LM Client
Table of contents
ILLMBackend
The core abstraction over any inference source. Both OpenAIBackend and NativeBackend implement it, and Agent accepts any ILLMBackend — you can swap backends or inject mocks without changing any agent code.
public interface ILLMBackend
{
Task<ResponseResponse> RespondAsync(string input, ...);
Task<ResponseResponse> RespondAsync(IEnumerable<ResponseInput> input, ...);
IAsyncEnumerable<StreamEvent> RespondStreamingAsync(string input, ...);
IAsyncEnumerable<StreamEvent> RespondStreamingAsync(IEnumerable<ResponseInput> input, ...);
Task<float[]> EmbedAsync(string input, CancellationToken ct = default);
Task<List<float[]>> EmbedBatchAsync(IEnumerable<string> inputs, CancellationToken ct = default);
Task<bool> PingAsync(CancellationToken ct = default);
}
Implement this interface to add your own backend (Ollama proxy, Anthropic wrapper, test stub, etc.) and pass it straight to Agent.

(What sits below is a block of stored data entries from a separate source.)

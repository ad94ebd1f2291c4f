//! Dataset loader: draws seeded, fixed-size train/test samples of labeled
//! reviews from a public corpus or a local copy of one.

mod hub;
mod sampling;

use std::fs;
use std::path::{Path, PathBuf};

use serde::{Deserialize, Serialize};

use crate::error::Result;
use crate::model_manager::default_cache_root;
use crate::sentiment::ReviewRecord;

pub use hub::{HubDataset, DATASETS_SERVER_URL, MAX_PAGE_LENGTH};
pub use sampling::{read_jsonl, shuffled_selection, write_jsonl, RawReview};
use sampling::write_atomic;

pub const DEFAULT_DATASET: &str = "stanfordnlp/imdb";
pub const DEFAULT_CONFIG: &str = "plain_text";

/// Where reviews come from
#[derive(Debug, Clone)]
pub enum DatasetSource {
    Hub(HubDataset),
    /// A directory with one `<split>.jsonl` file per split
    Local { dir: PathBuf },
}

impl DatasetSource {
    pub fn hub(dataset: impl Into<String>, config: impl Into<String>) -> Self {
        DatasetSource::Hub(HubDataset::new(dataset, config))
    }

    pub fn local(dir: impl Into<PathBuf>) -> Self {
        DatasetSource::Local { dir: dir.into() }
    }

    /// Identifier used to key cached samples
    pub fn id(&self) -> String {
        match self {
            DatasetSource::Hub(hub) => format!("hub-{}-{}", hub.dataset(), hub.config()),
            DatasetSource::Local { dir } => format!("local-{}", dir.display()),
        }
    }

    /// Seeded random sample of `n` reviews from `split`: the split is
    /// shuffled with `seed` and the first `n` rows are kept.
    pub async fn sample(&self, split: &str, n: usize, seed: u64) -> Result<Vec<ReviewRecord>> {
        match self {
            DatasetSource::Hub(hub) => {
                let total = hub.num_rows(split).await?;
                let indices = shuffled_selection(total, n, seed);
                hub.fetch_rows(split, &indices).await
            }
            DatasetSource::Local { dir } => {
                let rows = read_jsonl(&dir.join(format!("{}.jsonl", split)))?;
                Ok(shuffled_selection(rows.len(), n, seed)
                    .into_iter()
                    .map(|i| rows[i].clone())
                    .collect())
            }
        }
    }
}

impl Default for DatasetSource {
    fn default() -> Self {
        DatasetSource::hub(DEFAULT_DATASET, DEFAULT_CONFIG)
    }
}

/// How many reviews to draw for each split and with which seed
#[derive(Debug, Clone, PartialEq, Eq, Serialize, Deserialize)]
pub struct SampleConfig {
    pub train_split: String,
    pub test_split: String,
    pub train_size: usize,
    pub test_size: usize,
    pub seed: u64,
}

impl Default for SampleConfig {
    fn default() -> Self {
        Self {
            train_split: "train".to_string(),
            test_split: "test".to_string(),
            train_size: 3000,
            test_size: 300,
            seed: 42,
        }
    }
}

#[derive(Debug, Clone)]
pub struct DatasetSamples {
    pub train: Vec<ReviewRecord>,
    pub test: Vec<ReviewRecord>,
}

/// On-disk cache of drawn samples, one JSON-lines file per
/// (source, split, size, seed).
///
/// Each sample file has a manifest recording how many reviews it holds. The
/// manifest is written last, and a sample whose manifest is missing or
/// disagrees with the file is treated as absent.
#[derive(Debug, Clone)]
pub struct SampleCache {
    dir: PathBuf,
}

#[derive(Debug, Clone, PartialEq, Eq, Serialize, Deserialize)]
struct SampleManifest {
    source: String,
    split: String,
    seed: u64,
    requested: usize,
    /// Fewer than `requested` when the split itself is smaller
    count: usize,
}

impl SampleCache {
    pub fn new(dir: impl Into<PathBuf>) -> Self {
        Self { dir: dir.into() }
    }

    pub fn default_location() -> Self {
        Self::new(default_cache_root().join("datasets"))
    }

    pub fn dir(&self) -> &Path {
        &self.dir
    }

    pub fn path_for(&self, source_id: &str, split: &str, n: usize, seed: u64) -> PathBuf {
        let source: String = source_id
            .chars()
            .map(|c| if c.is_ascii_alphanumeric() || c == '-' { c } else { '_' })
            .collect();
        self.dir.join(format!("{}-{}-n{}-seed{}.jsonl", source, split, n, seed))
    }

    fn manifest_path(sample_path: &Path) -> PathBuf {
        sample_path.with_extension("manifest.json")
    }

    pub fn load(&self, source_id: &str, split: &str, n: usize, seed: u64) -> Result<Option<Vec<ReviewRecord>>> {
        let path = self.path_for(source_id, split, n, seed);
        let manifest_path = Self::manifest_path(&path);
        if !path.exists() || !manifest_path.exists() {
            return Ok(None);
        }

        let manifest: SampleManifest = match serde_json::from_str(&fs::read_to_string(&manifest_path)?) {
            Ok(manifest) => manifest,
            Err(e) => {
                log::warn!("Ignoring unreadable cache manifest {:?}: {}", manifest_path, e);
                return Ok(None);
            }
        };
        let records = match read_jsonl(&path) {
            Ok(records) => records,
            Err(e) => {
                log::warn!("Ignoring unreadable cached sample {:?}: {}", path, e);
                return Ok(None);
            }
        };
        if manifest.requested != n || manifest.count > n || records.len() != manifest.count {
            log::warn!(
                "Cached sample {:?} holds {} reviews, manifest expects {} of {}; refetching",
                path,
                records.len(),
                manifest.count,
                n
            );
            return Ok(None);
        }

        log::info!("Using cached sample {:?}", path);
        Ok(Some(records))
    }

    pub fn store(&self, source_id: &str, split: &str, n: usize, seed: u64, records: &[ReviewRecord]) -> Result<()> {
        let path = self.path_for(source_id, split, n, seed);
        write_jsonl(&path, records)?;

        let manifest = SampleManifest {
            source: source_id.to_string(),
            split: split.to_string(),
            seed,
            requested: n,
            count: records.len(),
        };
        write_atomic(&Self::manifest_path(&path), |writer| {
            serde_json::to_writer_pretty(&mut *writer, &manifest)?;
            Ok(())
        })?;
        log::info!("Cached {} reviews at {:?}", records.len(), path);
        Ok(())
    }
}

async fn sample_split(
    source: &DatasetSource,
    split: &str,
    n: usize,
    seed: u64,
    cache: Option<&SampleCache>,
) -> Result<Vec<ReviewRecord>> {
    let source_id = source.id();
    if let Some(cache) = cache {
        if let Some(records) = cache.load(&source_id, split, n, seed)? {
            return Ok(records);
        }
    }

    let records = source.sample(split, n, seed).await?;
    if let Some(cache) = cache {
        cache.store(&source_id, split, n, seed, &records)?;
    }
    Ok(records)
}

/// Draws the train and test samples described by `config`.
pub async fn load_samples(
    source: &DatasetSource,
    config: &SampleConfig,
    cache: Option<&SampleCache>,
) -> Result<DatasetSamples> {
    let train = sample_split(source, &config.train_split, config.train_size, config.seed, cache).await?;
    let test = sample_split(source, &config.test_split, config.test_size, config.seed, cache).await?;
    log::info!(
        "Sampled {} train / {} test reviews from {} (seed {})",
        train.len(),
        test.len(),
        source.id(),
        config.seed
    );
    Ok(DatasetSamples { train, test })
}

To combine multiple ILLMBackend implementations — for example a large chat model alongside a small embedding model — see BackendRouter.
OpenAIBackend
OpenAIBackend connects to any OpenAI-compatible /v1/responses endpoint. It supports streaming, embeddings, named model aliases, and per-request inference overrides.
using Agentic;
var lm = new OpenAIBackend(new LMConfig
{
Endpoint = "http://localhost:1234", // LM Studio or any OpenAI-compatible server
ModelName = "your-model-name",
ApiKey = "sk-...", // optional Bearer token
EmbeddingModel = "your-embedding-model", // optional — needed for vector storage
Models =
{
["advanced"] = "qwen3.5-9b",
["ocr"] = "lightonocr-2-1b",
},
});
For local llama.cpp inference see NativeBackend.
LMConfig Reference
| Property | Default | Description |
|---|---|---|
Endpoint | "http://localhost:5454" | Base URL of the OpenAI-compatible API server |
ModelName | "liquid/lfm2.5-1.2b" | Default model identifier sent in every request |
ApiKey | "" | Bearer token sent in the Authorization header |
EmbeddingModel | null | Model used for EmbedAsync / EmbedBatchAsync |
Reasoning | null | Global reasoning effort default (see Reasoning Control) |
Inference | null | Global sampling parameter defaults (see Inference Config) |
Models | {} | Named aliases resolved by ResolveModel(key) (see Model Selection) |
Compatible Providers
- LM Studio — local models via OpenAI-compatible API
- Ollama — local models (use
/v1endpoint) - OpenAI —
https://api.openai.com - Any server implementing the
/v1/responsesOpenAI REST API
Direct API Calls
You can call the backend directly without an agent:
Text response
var result = await lm.RespondAsync(
[ResponseInput.User("What is the capital of France?")]);
Console.WriteLine(result.OutputText);
Streaming response
await foreach (var chunk in lm.RespondStreamingAsync(
[ResponseInput.User("Tell me a story about a dragon.")]))
{
if (chunk.Delta is not null)
Console.Write(chunk.Delta);
}
Generate embeddings
var vector = await lm.EmbedAsync("Hello, world!");
// vector is a float[] representing the semantic embedding
Vision (image input)
var result = await lm.RespondAsync(
[ResponseInput.User("What is in this image?", ["https://example.com/photo.jpg"])]);
See Image Input for full details on vision usage.
Health check
bool isHealthy = await lm.PingAsync();
Model Selection
Define short aliases in LMConfig.Models and reference them at the agent or per-call level:
var lm = new OpenAIBackend(new LMConfig
{
Endpoint = "http://localhost:1234",
ModelName = "qwen3.5-4b", // default
Models =
{
["advanced"] = "qwen3.5-9b",
["ocr"] = "lightonocr-2-1b",
},
});
// Per-agent default
var ocrAgent = new Agent(lm, new AgentOptions { Model = "ocr" });
// Per-request override
await agent.ChatStreamAsync("Analyse this.", model: "advanced");
See Agent — Model Selection for the full precedence rules.